To use the code below, launch your MySQL shell, use your target database, paste the big block of stored procedures from below, and then execute
CALL delete_orphans_from_all_tables();
to delete all orphaned rows from all tables in your database.
To provide a zoomed-out overview:
delete_orphans_from_all_tables is the entry point. All other sprocs are prefixed with dofat to make clear that they relate to delete_orphans_from_all_tables and make it less noisy to have them kicking around.

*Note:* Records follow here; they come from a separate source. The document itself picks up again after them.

struct Inner {
    executor: Arc<ParallelExecutor>,
    config: BatchConfig,
    windows: Mutex<HashMap<String, BatchWindow>>,
    next_generation: AtomicU64,
    closed: Mutex<bool>,
    counters: Counters,
    metrics: Arc<Metrics>,
}

#[derive(Clone)]
pub struct BatchOptimizer {
    inner: Arc<Inner>,
}

impl BatchOptimizer {
    pub fn new(executor: Arc<ParallelExecutor>, config: BatchConfig, metrics: Arc<Metrics>) -> Self {
        Self {
            inner: Arc::new(Inner {
                executor,
                config,
                windows: Mutex::new(HashMap::new()),
                next_generation: AtomicU64::new(0),
                closed: Mutex::new(false),
                counters: Counters::default(),
                metrics,
            }),
        }
    }

    pub fn config(&self) -> &BatchConfig {
        &self.inner.config
    }

    /// Whether single calls of `method` go through a window: configured for
    /// batching and routed to a strategy that keeps its meaning per batch
    pub fn coalesces(&self, method: &str) -> bool {
        self.inner.config.coalesces(method)
            && self.inner.executor.select(method).supports_batching()
    }

    /// Join the open window for `method` and wait for its result
    pub async fn submit(
        &self,
        method: &str,
        params: Value,
        priority: Priority,
    ) -> Result<Value, RpcError> {
        let (tx, rx) = oneshot::channel();
        let full = {
            if *self.inner.closed.lock() {
                return Err(RpcError::ShuttingDown);
            }
            let mut windows = self.inner.windows.lock();
            let window = windows.entry(method.to_string()).or_insert_with(|| {
                let generation = self.inner.next_generation.fetch_add(1, Ordering::Relaxed);
                self.schedule_flush(method, generation);
                BatchWindow::new(generation, priority)
            });
            window.priority = window.priority.max(priority);

            self.inner.counters.items_submitted.fetch_add(1, Ordering::Relaxed);
            if window.push(method, params, tx) {
                self.inner
                    .counters
                    .duplicates_coalesced
                    .fetch_add(1, Ordering::Relaxed);
            }

            if window.items.len() >= self.inner.config.max_batch_size.max(1) {
                windows.remove(method)
            } else {
                None
            }
        };

        if let Some(window) = full {
            debug!(method = %method, items = window.items.len(), "Batch window full, flushing");
            let this = self.clone();
            let method = method.to_string();
            tokio::spawn(async move { this.dispatch(&method, window).await });
        }

        rx.await
            .unwrap_or_else(|_| Err(RpcError::Internal("batch window dropped".to_string())))
    }

    fn schedule_flush(&self, method: &str, generation: u64) {
        let this = self.clone();
        let method = method.to_string();
        let delay = self.inner.config.flush_delay();
        tokio::spawn(async move {
            tokio::time::sleep(delay).await;
            let window = {
                let mut windows = this.inner.windows.lock();
                match windows.get(&method) {
                    Some(window) if window.generation == generation => windows.remove(&method),
                    _ => None,
                }
            };
            if let Some(window) = window {
                this.dispatch(&method, window).await;
            }
        });
    }

    /// Issue an explicit set of calls as batches, results in `specs` order
    pub async fn batch_request(
        &self,
        method: &str,
        specs: Vec<Value>,
        priority: Priority,
    ) -> Vec<Result<Value, RpcError>> {
        if specs.is_empty() {
            return Vec::new();
        }
        if *self.inner.closed.lock() {
            return specs.iter().map(|_| Err(RpcError::ShuttingDown)).collect();
        }

        let generation = self.inner.next_generation.fetch_add(1, Ordering::Relaxed);
        let mut window = BatchWindow::new(generation, priority);
        let receivers: Vec<_> = specs
            .into_iter()
            .map(|params| {
                let (tx, rx) = oneshot::channel();
                if window.push(method, params, tx) {
                    self.inner
                        .counters
                        .duplicates_coalesced
                        .fetch_add(1, Ordering::Relaxed);
                }
                rx
            })
            .collect();
        self.inner
            .counters
            .items_submitted
            .fetch_add(receivers.len() as u64, Ordering::Relaxed);

        self.dispatch(method, window).await;

        join_all(receivers)
            .await
            .into_iter()
            .map(|received| {
                received.unwrap_or_else(|_| {
                    Err(RpcError::Internal("batch result dropped".to_string()))
                })
            })
            .collect()
    }

    /// Send a window as chunks and resolve every waiter
    async fn dispatch(&self, method: &str, window: BatchWindow) {
        let inner = &self.inner;
        let chunk_size = inner.config.max_batch_size.max(1);
        let waited_ms = window.opened_at.elapsed().as_millis() as u64;
        let priority = window.priority;
        let items = window.items;

        inner.counters.windows_flushed.fetch_add(1, Ordering::Relaxed);
        inner.metrics.batch_flushes_total.inc();
        inner.metrics.batch_items_total.inc_by(items.len() as u64);

        let chunks: Vec<Vec<BatchItem>> = {
            let mut chunks = Vec::with_capacity(items.len().div_ceil(chunk_size));
            let mut items = items.into_iter().peekable();
            while items.peek().is_some() {
                chunks.push(items.by_ref().take(chunk_size).collect());
            }
            chunks
        };

        debug!(
            method = %method,
            chunks = chunks.len(),
            waited_ms = waited_ms,
            "Flushing batch window"
        );

        if inner.config.parallel_chunks {
            join_all(
                chunks
                    .into_iter()
                    .map(|chunk| self.dispatch_chunk(method, chunk, priority)),
            )
            .await;
        } else {
            for chunk in chunks {
                self.dispatch_chunk(method, chunk, priority).await;
            }
        }
    }

    async fn dispatch_chunk(&self, method: &str, chunk: Vec<BatchItem>, priority: Priority) {
        let inner = &self.inner;
        let params: Vec<Value> = chunk.iter().map(|item| item.params.clone()).collect();

        inner.counters.physical_calls.fetch_add(1, Ordering::Relaxed);
        inner.metrics.batch_physical_calls_total.inc();

        match inner
            .executor
            .execute_batch(method, &params, priority)
            .await
        {
            Ok(results) => {
                for (item, result) in chunk.into_iter().zip(results) {
                    resolve(item, result);
                }
            }
            Err(e) => {
                warn!(method = %method, size = params.len(), error = %e, "Batch chunk failed");
                inner.counters.failed_chunks.fetch_add(1, Ordering::Relaxed);
                inner.metrics.batch_failed_chunks_total.inc();
                for item in chunk {
                    resolve(item, Err(e.clone()));
                }
            }
        }
    }

    /// Flush every open window now
    pub async fn flush_all(&self) {
        let windows: Vec<(String, BatchWindow)> = self.inner.windows.lock().drain().collect();
        if windows.is_empty() {
            return;
        }
        info!(windows = windows.len(), "Flushing open batch windows");
        join_all(
            windows
                .into_iter()
                .map(|(method, window)| async move { self.dispatch(&method, window).await }),
        )
        .await;
    }

    /// Reject new submissions and flush what is pending
    pub async fn close(&self) {
        *self.inner.closed.lock() = true;
        self.flush_all().await;
    }

    pub fn stats(&self) -> BatchStats {
        let counters = &self.inner.counters;
        let windows = self.inner.windows.lock();
        BatchStats {
            windows_flushed: counters.windows_flushed.load(Ordering::Relaxed),
            items_submitted: counters.items_submitted.load(Ordering::Relaxed),
            duplicates_coalesced: counters.duplicates_coalesced.load(Ordering::Relaxed),
            physical_calls: counters.physical_calls.load(Ordering::Relaxed),
            failed_chunks: counters.failed_chunks.load(Ordering::Relaxed),
            open_windows: windows.len(),
            pending_items: windows.values().map(|w| w.items.len()).sum(),
        }
    }
}
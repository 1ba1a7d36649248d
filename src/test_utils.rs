//! Test Utilities Module
//!
//! Scriptable in-memory transport for deterministic tests of the pool,
//! strategies, batching and the client. Pair it with a paused tokio clock so
//! simulated latencies advance instantly.

use async_trait::async_trait;
use dashmap::DashMap;
use parking_lot::{Mutex, RwLock};
use serde_json::{json, Value};
use std::sync::Arc;
use std::time::Duration;
use tokio::time::Instant;

use crate::rpc_errors::RpcError;
use crate::rpc_transport::RpcTransport;

/// Computes the result for one call: `(endpoint, method, params)`
pub type Responder = Arc<dyn Fn(&str, &str, &Value) -> Result<Value, RpcError> + Send + Sync>;

#[derive(Debug, Clone, Default)]
struct Behavior {
    latency: Duration,
    response: Option<Value>,
    failure: Option<RpcError>,
    fail_next: usize,
    fail_next_error: Option<RpcError>,
    batch_failure: Option<RpcError>,
}

/// One physical call observed by the mock
#[derive(Debug, Clone)]
pub struct CallRecord {
    pub endpoint: String,
    pub method: String,
    /// `Some(n)` for a batch of `n` items
    pub batch_size: Option<usize>,
    pub at: Instant,
}

/// Mock transport
///
/// Unconfigured endpoints answer instantly by echoing the request back as
/// `{"endpoint", "method", "params"}`.
#[derive(Default)]
pub struct MockTransport {
    behaviors: DashMap<String, Behavior>,
    responder: RwLock<Option<Responder>>,
    calls: Mutex<Vec<CallRecord>>,
    in_flight: DashMap<String, usize>,
    peak_in_flight: DashMap<String, usize>,
}

impl MockTransport {
    pub fn new() -> Self {
        Self::default()
    }

    pub fn set_latency(&self, endpoint: &str, latency: Duration) {
        self.behaviors.entry(endpoint.to_string()).or_default().latency = latency;
    }

    /// Fixed result for every call to `endpoint`
    pub fn set_response(&self, endpoint: &str, response: Value) {
        self.behaviors.entry(endpoint.to_string()).or_default().response = Some(response);
    }

    /// Fail every call to `endpoint` until cleared with `None`
    pub fn set_failure(&self, endpoint: &str, failure: Option<RpcError>) {
        self.behaviors.entry(endpoint.to_string()).or_default().failure = failure;
    }

    /// Fail only the next `count` calls to `endpoint`
    pub fn fail_next(&self, endpoint: &str, count: usize, error: RpcError) {
        let mut behavior = self.behaviors.entry(endpoint.to_string()).or_default();
        behavior.fail_next = count;
        behavior.fail_next_error = Some(error);
    }

    /// Fail every batch call to `endpoint` as a whole
    pub fn set_batch_failure(&self, endpoint: &str, failure: Option<RpcError>) {
        self.behaviors.entry(endpoint.to_string()).or_default().batch_failure = failure;
    }

    pub fn set_responder<F>(&self, responder: F)
    where
        F: Fn(&str, &str, &Value) -> Result<Value, RpcError> + Send + Sync + 'static,
    {
        *self.responder.write() = Some(Arc::new(responder));
    }

    pub fn calls(&self) -> Vec<CallRecord> {
        self.calls.lock().clone()
    }

    pub fn call_count(&self) -> usize {
        self.calls.lock().len()
    }

    pub fn calls_to(&self, endpoint: &str) -> usize {
        self.calls
            .lock()
            .iter()
            .filter(|c| c.endpoint == endpoint)
            .count()
    }

    pub fn calls_for_method(&self, method: &str) -> usize {
        self.calls
            .lock()
            .iter()
            .filter(|c| c.method == method)
            .count()
    }

    pub fn call_times(&self, endpoint: &str) -> Vec<Instant> {
        self.calls
            .lock()
            .iter()
            .filter(|c| c.endpoint == endpoint)
            .map(|c| c.at)
            .collect()
    }

    /// Sizes of the batch calls issued for `method`
    pub fn batch_sizes(&self, method: &str) -> Vec<usize> {
        self.calls
            .lock()
            .iter()
            .filter(|c| c.method == method)
            .filter_map(|c| c.batch_size)
            .collect()
    }

    pub fn peak_in_flight(&self, endpoint: &str) -> usize {
        self.peak_in_flight.get(endpoint).map(|p| *p).unwrap_or(0)
    }

    fn begin(&self, endpoint: &str, method: &str, batch_size: Option<usize>) -> (Behavior, Option<RpcError>) {
        self.calls.lock().push(CallRecord {
            endpoint: endpoint.to_string(),
            method: method.to_string(),
            batch_size,
            at: Instant::now(),
        });

        let mut behavior = self.behaviors.entry(endpoint.to_string()).or_default();
        let scripted = if behavior.fail_next > 0 {
            behavior.fail_next -= 1;
            behavior.fail_next_error.clone()
        } else {
            None
        };
        (behavior.clone(), scripted)
    }

    async fn in_flight_for<T>(&self, endpoint: &str, latency: Duration, result: T) -> T {
        {
            let mut current = self.in_flight.entry(endpoint.to_string()).or_insert(0);
            *current += 1;
            let mut peak = self.peak_in_flight.entry(endpoint.to_string()).or_insert(0);
            *peak = (*peak).max(*current);
        }
        let _leave = scopeguard::guard((), |_| {
            if let Some(mut current) = self.in_flight.get_mut(endpoint) {
                *current -= 1;
            }
        });

        if !latency.is_zero() {
            tokio::time::sleep(latency).await;
        }
        result
    }

    fn respond(&self, behavior: &Behavior, endpoint: &str, method: &str, params: &Value) -> Result<Value, RpcError> {
        if let Some(response) = &behavior.response {
            return Ok(response.clone());
        }
        if let Some(responder) = self.responder.read().clone() {
            return responder(endpoint, method, params);
        }
        Ok(json!({
            "endpoint": endpoint,
            "method": method,
            "params": params,
        }))
    }
}

#[async_trait]
impl RpcTransport for MockTransport {
    async fn send(&self, endpoint: &str, method: &str, params: &Value) -> Result<Value, RpcError> {
        let (behavior, scripted) = self.begin(endpoint, method, None);
        let outcome = match scripted.or_else(|| behavior.failure.clone()) {
            Some(err) => Err(err),
            None => self.respond(&behavior, endpoint, method, params),
        };
        self.in_flight_for(endpoint, behavior.latency, outcome).await
    }

    async fn send_batch(
        &self,
        endpoint: &str,
        method: &str,
        params: &[Value],
    ) -> Result<Vec<Result<Value, RpcError>>, RpcError> {
        let (behavior, scripted) = self.begin(endpoint, method, Some(params.len()));
        let outcome = match scripted
            .or_else(|| behavior.batch_failure.clone())
            .or_else(|| behavior.failure.clone())
        {
            Some(err) => Err(err),
            None => Ok(params
                .iter()
                .map(|p| self.respond(&behavior, endpoint, method, p))
                .collect()),
        };
        self.in_flight_for(endpoint, behavior.latency, outcome).await
    }
}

delete_orphans_from_all_tables works by calling dofat_delete_orphans_from_all_tables_iter repeatedly until there are no more rows to delete.
dofat_delete_orphans_from_all_tables_iter works by looping over all the tables that are targets of foreign key constraints, and for each table deleting all rows that currently aren't referenced from anywhere.
Here's the code:
delimiter //
CREATE PROCEDURE dofat_store_tables_targeted_by_foreign_keys ()
BEGIN
-- This procedure creates a temporary table called TargetTableNames
-- containing the names of all tables that are the target of any foreign
-- key relation.
SET #db_name = DATABASE();
DROP TEMPORARY TABLE IF EXISTS TargetTableNames;
CREATE TEMPORARY TABLE TargetTableNames (
table_name VARCHAR(255) NOT NULL
);
PREPARE stmt FROM
'INSERT INTO TargetTableNames(table_name)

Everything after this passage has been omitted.